⟨
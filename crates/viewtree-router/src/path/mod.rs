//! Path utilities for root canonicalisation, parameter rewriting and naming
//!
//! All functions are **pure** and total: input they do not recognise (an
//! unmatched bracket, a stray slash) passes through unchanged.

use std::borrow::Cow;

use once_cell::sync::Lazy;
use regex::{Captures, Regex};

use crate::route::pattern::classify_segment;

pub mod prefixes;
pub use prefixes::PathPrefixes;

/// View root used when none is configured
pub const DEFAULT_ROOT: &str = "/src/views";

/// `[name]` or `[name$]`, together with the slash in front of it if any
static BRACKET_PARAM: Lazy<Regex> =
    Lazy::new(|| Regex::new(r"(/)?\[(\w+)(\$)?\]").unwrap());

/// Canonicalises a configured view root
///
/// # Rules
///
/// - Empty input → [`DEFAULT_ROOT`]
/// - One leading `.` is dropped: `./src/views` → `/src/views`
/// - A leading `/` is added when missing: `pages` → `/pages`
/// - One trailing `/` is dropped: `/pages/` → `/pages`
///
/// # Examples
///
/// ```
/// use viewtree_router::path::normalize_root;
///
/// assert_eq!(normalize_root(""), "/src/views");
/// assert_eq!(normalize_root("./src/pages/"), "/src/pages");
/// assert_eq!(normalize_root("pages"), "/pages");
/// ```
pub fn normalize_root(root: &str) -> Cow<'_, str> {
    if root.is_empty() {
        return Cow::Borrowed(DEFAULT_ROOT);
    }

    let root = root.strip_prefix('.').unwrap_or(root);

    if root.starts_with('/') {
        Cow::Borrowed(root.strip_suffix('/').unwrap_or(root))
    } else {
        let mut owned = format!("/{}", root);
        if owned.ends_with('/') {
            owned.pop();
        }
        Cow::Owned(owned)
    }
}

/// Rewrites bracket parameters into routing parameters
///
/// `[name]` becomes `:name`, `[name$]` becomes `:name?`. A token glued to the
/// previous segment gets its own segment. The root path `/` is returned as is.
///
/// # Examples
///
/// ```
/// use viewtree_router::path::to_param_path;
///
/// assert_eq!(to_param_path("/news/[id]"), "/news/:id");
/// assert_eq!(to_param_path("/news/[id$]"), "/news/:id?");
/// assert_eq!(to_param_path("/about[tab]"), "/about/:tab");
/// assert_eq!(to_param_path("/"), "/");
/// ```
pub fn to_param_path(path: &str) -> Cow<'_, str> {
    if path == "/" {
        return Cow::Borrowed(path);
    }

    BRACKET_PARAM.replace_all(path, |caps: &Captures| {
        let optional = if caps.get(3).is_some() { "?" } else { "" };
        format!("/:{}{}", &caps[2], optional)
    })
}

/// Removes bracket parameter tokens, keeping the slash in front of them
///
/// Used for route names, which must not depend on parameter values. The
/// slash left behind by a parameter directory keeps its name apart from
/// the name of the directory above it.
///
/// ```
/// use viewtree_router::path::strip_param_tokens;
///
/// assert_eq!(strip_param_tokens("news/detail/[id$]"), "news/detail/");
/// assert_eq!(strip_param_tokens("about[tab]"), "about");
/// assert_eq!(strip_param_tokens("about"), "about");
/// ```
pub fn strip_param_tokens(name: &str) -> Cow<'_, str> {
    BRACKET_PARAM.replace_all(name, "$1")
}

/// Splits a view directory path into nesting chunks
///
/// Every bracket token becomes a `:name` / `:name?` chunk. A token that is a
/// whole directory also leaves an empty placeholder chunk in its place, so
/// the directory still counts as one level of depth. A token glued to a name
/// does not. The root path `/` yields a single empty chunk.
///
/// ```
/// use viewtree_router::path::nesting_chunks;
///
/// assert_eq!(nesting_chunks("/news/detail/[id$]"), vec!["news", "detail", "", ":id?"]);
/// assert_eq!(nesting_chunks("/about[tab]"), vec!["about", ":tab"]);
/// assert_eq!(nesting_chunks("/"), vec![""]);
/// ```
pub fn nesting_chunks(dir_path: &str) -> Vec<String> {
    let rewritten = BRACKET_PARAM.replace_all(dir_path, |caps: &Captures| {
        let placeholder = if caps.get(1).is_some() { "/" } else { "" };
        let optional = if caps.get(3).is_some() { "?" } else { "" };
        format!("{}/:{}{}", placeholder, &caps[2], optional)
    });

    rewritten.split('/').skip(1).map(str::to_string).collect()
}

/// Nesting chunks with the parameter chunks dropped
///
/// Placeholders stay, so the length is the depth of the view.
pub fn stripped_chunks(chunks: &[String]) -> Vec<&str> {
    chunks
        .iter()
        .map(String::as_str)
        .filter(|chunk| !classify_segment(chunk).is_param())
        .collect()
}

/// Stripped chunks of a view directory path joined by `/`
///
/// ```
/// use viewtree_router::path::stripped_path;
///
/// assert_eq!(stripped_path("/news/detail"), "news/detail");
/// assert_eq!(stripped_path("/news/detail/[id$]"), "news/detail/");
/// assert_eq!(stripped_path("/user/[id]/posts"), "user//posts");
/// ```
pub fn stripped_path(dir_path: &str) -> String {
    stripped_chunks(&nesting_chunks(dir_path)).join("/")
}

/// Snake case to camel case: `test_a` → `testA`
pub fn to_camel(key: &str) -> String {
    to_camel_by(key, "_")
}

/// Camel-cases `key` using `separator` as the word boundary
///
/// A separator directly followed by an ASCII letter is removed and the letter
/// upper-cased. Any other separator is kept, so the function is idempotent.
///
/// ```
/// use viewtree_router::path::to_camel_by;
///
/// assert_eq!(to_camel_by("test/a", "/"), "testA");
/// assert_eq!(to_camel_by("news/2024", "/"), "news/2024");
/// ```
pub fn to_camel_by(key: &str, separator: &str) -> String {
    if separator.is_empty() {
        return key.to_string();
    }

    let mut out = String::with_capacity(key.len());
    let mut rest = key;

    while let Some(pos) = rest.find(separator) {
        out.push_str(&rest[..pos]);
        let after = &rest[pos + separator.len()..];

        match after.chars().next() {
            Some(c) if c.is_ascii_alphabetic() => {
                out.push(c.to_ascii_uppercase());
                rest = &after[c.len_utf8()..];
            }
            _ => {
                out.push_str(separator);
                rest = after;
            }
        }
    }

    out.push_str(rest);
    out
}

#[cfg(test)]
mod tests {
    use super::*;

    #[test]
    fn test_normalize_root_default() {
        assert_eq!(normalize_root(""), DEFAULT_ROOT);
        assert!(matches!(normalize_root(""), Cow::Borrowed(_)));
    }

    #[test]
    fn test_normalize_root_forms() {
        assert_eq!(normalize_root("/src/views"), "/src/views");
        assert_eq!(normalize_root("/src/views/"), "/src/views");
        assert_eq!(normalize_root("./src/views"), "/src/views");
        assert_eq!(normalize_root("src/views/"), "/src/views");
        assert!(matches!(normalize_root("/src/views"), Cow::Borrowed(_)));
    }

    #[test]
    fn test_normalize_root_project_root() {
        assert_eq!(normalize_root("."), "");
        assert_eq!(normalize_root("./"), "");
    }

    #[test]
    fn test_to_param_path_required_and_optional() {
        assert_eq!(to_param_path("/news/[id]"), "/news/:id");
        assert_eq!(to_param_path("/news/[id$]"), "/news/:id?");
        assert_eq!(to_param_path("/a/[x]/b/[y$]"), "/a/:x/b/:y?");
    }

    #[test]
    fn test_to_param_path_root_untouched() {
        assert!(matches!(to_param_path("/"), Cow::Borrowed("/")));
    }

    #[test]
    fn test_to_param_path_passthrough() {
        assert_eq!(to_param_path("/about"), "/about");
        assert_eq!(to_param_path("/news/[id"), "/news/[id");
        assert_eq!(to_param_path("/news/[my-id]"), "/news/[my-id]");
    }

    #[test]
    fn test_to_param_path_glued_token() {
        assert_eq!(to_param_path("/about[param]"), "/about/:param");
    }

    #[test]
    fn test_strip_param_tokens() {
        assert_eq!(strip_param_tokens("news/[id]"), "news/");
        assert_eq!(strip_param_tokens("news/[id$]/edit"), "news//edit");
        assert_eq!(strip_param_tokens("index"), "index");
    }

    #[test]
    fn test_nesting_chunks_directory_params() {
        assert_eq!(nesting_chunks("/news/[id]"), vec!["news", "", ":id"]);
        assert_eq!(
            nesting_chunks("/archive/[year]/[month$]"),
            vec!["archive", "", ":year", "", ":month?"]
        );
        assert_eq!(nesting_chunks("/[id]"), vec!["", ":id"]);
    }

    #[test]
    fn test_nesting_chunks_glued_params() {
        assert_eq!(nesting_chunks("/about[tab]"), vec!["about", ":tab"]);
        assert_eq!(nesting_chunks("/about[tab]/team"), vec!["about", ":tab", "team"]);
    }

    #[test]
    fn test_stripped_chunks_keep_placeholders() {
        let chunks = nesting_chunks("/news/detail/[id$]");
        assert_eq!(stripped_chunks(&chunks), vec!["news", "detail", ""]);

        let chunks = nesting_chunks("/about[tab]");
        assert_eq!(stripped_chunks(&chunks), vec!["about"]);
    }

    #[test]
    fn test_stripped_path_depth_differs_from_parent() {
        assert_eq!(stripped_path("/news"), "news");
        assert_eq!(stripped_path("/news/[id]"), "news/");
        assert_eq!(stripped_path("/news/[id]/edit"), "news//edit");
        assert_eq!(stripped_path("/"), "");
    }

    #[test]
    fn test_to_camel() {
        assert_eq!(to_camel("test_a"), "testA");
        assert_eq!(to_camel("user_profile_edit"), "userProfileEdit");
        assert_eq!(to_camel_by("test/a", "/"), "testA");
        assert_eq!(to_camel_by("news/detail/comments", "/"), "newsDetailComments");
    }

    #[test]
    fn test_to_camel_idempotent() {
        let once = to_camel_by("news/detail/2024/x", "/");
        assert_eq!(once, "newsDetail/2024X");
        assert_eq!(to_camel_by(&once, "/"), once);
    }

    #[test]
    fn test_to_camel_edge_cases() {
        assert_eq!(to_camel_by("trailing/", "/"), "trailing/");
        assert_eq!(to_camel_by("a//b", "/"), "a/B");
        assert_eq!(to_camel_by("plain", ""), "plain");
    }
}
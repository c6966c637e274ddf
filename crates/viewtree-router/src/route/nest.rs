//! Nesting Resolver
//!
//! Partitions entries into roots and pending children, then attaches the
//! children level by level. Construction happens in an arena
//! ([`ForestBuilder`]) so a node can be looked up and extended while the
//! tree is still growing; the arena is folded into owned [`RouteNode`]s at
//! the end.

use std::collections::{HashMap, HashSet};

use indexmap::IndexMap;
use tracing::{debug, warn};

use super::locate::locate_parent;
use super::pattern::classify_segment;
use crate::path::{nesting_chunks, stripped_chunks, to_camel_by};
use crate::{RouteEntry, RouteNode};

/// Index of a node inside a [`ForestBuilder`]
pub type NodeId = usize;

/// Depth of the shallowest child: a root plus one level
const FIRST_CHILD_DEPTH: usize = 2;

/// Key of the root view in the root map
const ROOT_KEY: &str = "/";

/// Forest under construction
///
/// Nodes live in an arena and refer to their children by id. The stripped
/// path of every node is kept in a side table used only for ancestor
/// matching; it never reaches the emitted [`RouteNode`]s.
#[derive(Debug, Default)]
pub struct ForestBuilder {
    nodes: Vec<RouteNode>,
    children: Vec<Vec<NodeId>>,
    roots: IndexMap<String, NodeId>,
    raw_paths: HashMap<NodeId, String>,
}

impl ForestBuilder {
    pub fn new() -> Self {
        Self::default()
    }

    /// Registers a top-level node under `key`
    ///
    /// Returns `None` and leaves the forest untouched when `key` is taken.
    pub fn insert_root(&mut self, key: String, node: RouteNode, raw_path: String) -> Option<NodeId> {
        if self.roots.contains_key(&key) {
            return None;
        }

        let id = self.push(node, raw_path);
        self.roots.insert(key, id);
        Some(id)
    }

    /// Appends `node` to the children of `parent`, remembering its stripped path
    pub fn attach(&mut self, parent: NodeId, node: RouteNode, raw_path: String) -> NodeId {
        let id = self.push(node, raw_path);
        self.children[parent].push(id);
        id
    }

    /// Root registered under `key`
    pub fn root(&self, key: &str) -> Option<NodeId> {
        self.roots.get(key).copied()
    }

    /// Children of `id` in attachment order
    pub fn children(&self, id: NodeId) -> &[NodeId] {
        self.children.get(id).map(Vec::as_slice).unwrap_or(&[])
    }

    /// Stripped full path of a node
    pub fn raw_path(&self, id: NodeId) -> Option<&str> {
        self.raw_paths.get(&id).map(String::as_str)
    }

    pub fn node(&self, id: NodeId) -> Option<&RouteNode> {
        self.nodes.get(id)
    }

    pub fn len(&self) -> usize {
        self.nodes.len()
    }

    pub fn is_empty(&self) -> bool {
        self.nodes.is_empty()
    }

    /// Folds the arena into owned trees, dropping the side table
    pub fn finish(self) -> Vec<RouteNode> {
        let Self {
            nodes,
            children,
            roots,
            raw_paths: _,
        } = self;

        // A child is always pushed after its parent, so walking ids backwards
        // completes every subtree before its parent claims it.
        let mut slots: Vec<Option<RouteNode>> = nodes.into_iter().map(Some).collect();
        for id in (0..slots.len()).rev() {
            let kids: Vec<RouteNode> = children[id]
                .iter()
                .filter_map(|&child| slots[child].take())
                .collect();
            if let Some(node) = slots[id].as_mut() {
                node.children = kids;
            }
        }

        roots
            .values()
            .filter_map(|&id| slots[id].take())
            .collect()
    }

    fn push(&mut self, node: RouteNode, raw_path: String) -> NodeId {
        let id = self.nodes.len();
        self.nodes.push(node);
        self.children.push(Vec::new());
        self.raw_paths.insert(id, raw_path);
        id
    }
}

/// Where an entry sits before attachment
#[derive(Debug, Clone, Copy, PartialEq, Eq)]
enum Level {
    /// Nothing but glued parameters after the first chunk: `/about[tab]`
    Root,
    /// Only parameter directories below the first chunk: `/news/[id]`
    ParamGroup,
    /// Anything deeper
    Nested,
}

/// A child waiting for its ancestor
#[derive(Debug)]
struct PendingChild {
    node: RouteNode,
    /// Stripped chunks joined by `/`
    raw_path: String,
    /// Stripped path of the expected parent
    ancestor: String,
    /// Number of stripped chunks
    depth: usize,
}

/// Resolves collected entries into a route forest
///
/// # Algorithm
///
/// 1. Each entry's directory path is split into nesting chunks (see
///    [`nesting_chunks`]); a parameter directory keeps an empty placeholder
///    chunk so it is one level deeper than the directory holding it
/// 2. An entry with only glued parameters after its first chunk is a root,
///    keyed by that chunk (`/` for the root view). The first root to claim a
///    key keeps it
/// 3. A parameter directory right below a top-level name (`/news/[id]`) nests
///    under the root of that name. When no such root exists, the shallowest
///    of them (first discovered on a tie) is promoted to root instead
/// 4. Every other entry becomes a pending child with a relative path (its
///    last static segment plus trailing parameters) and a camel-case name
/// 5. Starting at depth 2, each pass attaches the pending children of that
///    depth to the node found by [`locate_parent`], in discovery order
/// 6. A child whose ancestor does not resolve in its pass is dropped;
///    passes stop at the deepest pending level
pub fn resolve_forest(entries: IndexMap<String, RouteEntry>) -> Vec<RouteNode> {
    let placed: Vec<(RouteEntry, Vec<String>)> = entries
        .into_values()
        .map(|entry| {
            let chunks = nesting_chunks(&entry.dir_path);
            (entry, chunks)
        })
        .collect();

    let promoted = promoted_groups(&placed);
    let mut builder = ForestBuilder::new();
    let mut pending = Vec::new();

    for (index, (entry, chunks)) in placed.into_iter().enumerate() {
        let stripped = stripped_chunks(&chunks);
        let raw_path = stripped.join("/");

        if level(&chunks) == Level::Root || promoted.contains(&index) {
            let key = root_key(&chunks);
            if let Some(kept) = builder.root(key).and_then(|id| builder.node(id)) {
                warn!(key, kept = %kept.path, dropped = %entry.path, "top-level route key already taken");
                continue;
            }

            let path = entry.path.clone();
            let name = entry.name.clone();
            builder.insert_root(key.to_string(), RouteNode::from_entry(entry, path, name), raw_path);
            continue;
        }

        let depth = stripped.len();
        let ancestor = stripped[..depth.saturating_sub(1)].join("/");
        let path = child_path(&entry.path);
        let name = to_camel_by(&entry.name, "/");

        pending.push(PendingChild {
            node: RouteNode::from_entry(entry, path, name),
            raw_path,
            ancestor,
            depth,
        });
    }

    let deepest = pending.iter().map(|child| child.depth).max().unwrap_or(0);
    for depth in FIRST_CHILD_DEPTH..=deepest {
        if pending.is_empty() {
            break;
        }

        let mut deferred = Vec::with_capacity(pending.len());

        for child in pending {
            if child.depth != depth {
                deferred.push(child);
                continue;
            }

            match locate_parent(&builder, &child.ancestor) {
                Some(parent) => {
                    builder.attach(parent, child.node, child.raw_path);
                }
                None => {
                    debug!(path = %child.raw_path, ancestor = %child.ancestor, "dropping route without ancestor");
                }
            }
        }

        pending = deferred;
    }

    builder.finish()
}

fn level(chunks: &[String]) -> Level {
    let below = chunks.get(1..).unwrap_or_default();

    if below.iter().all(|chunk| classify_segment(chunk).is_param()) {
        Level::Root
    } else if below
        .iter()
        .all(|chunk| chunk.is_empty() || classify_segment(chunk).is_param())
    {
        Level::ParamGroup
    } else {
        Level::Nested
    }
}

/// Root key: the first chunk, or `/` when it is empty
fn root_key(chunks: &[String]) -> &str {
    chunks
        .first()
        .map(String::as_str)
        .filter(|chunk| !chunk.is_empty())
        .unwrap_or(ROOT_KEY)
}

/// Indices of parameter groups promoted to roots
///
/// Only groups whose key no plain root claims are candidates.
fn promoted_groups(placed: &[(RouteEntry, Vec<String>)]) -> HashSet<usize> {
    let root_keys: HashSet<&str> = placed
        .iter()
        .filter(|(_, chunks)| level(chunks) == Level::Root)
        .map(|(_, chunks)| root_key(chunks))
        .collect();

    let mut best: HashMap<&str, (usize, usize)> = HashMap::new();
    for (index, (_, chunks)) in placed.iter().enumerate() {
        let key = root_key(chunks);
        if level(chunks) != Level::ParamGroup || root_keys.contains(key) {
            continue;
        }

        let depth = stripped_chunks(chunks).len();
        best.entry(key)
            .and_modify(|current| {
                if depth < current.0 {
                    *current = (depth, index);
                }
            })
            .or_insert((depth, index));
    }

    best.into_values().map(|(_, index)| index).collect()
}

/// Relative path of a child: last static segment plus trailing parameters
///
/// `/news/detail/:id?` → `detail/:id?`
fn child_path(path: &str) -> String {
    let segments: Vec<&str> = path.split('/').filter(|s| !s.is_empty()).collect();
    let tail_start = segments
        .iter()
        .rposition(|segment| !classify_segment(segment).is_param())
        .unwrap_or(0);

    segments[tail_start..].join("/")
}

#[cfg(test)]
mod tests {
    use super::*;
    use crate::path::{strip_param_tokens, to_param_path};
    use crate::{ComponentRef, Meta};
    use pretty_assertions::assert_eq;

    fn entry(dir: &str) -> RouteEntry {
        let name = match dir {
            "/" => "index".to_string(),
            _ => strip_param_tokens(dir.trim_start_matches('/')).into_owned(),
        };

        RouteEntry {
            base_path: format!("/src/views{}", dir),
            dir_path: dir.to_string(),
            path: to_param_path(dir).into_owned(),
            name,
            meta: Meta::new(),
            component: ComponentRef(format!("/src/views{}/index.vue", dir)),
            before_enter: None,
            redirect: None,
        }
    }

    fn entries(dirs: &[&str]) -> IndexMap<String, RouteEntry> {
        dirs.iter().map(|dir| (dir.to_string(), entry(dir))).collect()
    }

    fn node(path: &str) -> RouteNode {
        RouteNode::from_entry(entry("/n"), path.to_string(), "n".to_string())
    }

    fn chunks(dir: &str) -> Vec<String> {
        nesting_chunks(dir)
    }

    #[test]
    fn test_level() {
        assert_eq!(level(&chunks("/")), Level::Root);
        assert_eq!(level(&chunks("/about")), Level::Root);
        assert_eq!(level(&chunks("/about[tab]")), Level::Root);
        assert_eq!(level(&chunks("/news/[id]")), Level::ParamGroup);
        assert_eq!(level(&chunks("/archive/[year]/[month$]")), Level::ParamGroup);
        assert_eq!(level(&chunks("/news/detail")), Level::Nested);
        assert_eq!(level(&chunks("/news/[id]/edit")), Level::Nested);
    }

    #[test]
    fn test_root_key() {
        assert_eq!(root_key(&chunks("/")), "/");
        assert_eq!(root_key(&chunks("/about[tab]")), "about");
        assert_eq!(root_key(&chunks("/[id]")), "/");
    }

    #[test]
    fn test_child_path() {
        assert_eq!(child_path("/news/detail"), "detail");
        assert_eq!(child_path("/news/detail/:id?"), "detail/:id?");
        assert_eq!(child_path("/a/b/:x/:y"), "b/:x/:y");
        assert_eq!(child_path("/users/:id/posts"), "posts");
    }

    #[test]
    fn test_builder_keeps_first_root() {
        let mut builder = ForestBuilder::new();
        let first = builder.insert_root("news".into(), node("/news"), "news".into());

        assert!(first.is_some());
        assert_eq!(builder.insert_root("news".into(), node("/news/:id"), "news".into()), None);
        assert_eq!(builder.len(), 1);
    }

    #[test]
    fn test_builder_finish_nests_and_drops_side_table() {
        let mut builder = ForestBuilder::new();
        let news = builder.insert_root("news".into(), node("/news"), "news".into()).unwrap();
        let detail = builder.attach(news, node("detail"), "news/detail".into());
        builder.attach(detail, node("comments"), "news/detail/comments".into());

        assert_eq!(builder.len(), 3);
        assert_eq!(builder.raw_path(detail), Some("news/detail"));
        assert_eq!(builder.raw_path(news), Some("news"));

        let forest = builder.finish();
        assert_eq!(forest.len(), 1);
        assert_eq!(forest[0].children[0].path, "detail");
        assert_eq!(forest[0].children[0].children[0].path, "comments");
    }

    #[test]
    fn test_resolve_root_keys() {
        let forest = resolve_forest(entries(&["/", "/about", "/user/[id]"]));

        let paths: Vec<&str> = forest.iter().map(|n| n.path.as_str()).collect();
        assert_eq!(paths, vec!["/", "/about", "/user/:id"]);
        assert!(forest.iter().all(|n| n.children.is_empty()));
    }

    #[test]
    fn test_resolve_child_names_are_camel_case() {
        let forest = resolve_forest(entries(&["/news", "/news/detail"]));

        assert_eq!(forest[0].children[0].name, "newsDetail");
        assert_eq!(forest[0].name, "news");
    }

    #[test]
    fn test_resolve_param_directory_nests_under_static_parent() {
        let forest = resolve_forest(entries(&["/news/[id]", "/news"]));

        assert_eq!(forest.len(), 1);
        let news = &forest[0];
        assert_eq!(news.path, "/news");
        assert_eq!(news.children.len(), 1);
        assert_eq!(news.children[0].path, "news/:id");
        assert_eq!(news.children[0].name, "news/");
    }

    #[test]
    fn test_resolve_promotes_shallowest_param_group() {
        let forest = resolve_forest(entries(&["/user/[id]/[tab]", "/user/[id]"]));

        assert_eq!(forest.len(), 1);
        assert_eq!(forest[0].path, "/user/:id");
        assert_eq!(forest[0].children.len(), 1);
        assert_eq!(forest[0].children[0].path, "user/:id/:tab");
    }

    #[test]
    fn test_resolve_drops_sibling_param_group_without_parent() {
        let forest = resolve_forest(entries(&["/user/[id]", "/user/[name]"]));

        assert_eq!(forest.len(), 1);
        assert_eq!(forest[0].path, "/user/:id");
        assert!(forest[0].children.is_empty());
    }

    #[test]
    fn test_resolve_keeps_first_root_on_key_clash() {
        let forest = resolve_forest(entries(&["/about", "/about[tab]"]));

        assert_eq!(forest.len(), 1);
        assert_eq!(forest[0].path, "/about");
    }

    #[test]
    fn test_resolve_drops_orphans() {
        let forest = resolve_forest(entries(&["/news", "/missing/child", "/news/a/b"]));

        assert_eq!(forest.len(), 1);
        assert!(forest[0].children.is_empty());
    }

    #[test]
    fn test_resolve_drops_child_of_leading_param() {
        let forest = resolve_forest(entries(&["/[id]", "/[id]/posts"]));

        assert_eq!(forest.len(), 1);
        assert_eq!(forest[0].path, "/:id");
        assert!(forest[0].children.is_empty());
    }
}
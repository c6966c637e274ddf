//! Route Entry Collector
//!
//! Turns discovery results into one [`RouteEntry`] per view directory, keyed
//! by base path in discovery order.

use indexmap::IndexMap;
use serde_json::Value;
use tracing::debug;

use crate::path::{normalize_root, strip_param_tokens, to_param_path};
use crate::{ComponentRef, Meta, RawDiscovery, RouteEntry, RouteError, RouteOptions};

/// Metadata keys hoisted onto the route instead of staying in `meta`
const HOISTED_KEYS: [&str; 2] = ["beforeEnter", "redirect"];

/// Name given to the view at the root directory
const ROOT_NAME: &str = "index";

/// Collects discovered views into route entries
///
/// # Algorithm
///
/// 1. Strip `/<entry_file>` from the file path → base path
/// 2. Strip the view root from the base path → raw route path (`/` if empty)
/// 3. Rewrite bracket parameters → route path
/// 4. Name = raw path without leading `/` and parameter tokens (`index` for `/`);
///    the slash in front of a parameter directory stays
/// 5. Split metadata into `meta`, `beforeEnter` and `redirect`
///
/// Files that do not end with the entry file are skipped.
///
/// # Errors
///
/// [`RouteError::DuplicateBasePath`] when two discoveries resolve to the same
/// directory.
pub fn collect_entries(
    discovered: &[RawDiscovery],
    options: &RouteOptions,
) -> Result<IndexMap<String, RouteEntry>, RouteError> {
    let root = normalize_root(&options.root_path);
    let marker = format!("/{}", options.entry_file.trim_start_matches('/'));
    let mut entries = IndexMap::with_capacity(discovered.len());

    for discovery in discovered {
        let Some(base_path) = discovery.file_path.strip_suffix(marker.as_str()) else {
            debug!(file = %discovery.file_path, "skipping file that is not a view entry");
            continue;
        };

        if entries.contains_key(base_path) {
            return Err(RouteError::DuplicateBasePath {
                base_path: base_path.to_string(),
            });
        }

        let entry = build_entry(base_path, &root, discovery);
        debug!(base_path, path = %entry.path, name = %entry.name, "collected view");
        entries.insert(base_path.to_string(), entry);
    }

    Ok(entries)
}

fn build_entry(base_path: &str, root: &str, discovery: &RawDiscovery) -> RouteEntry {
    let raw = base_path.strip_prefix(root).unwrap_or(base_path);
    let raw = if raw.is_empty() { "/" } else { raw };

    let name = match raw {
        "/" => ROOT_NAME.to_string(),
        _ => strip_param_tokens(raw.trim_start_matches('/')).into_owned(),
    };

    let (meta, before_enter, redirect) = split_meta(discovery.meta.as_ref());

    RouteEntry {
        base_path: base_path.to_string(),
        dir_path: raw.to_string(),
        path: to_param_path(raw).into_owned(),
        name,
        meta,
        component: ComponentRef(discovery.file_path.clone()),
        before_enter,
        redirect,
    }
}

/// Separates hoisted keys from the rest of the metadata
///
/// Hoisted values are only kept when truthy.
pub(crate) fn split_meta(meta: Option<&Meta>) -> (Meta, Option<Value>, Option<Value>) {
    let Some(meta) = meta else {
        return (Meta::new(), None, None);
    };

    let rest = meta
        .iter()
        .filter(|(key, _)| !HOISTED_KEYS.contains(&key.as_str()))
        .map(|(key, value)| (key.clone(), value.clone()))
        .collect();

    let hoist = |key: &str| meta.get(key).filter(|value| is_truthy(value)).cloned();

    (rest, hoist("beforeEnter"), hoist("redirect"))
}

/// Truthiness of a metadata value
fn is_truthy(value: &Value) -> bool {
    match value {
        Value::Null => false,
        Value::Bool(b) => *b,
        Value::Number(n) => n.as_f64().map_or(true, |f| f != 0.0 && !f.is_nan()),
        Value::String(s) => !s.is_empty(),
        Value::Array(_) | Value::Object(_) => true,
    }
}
⟩
### REQUIRED WORK
Copy every line of the entries above in which "claims" occurs.

### RESULT OF THE TASK
        // completes every subtree before its parent claims it.
/// Only groups whose key no plain root claims are candidates.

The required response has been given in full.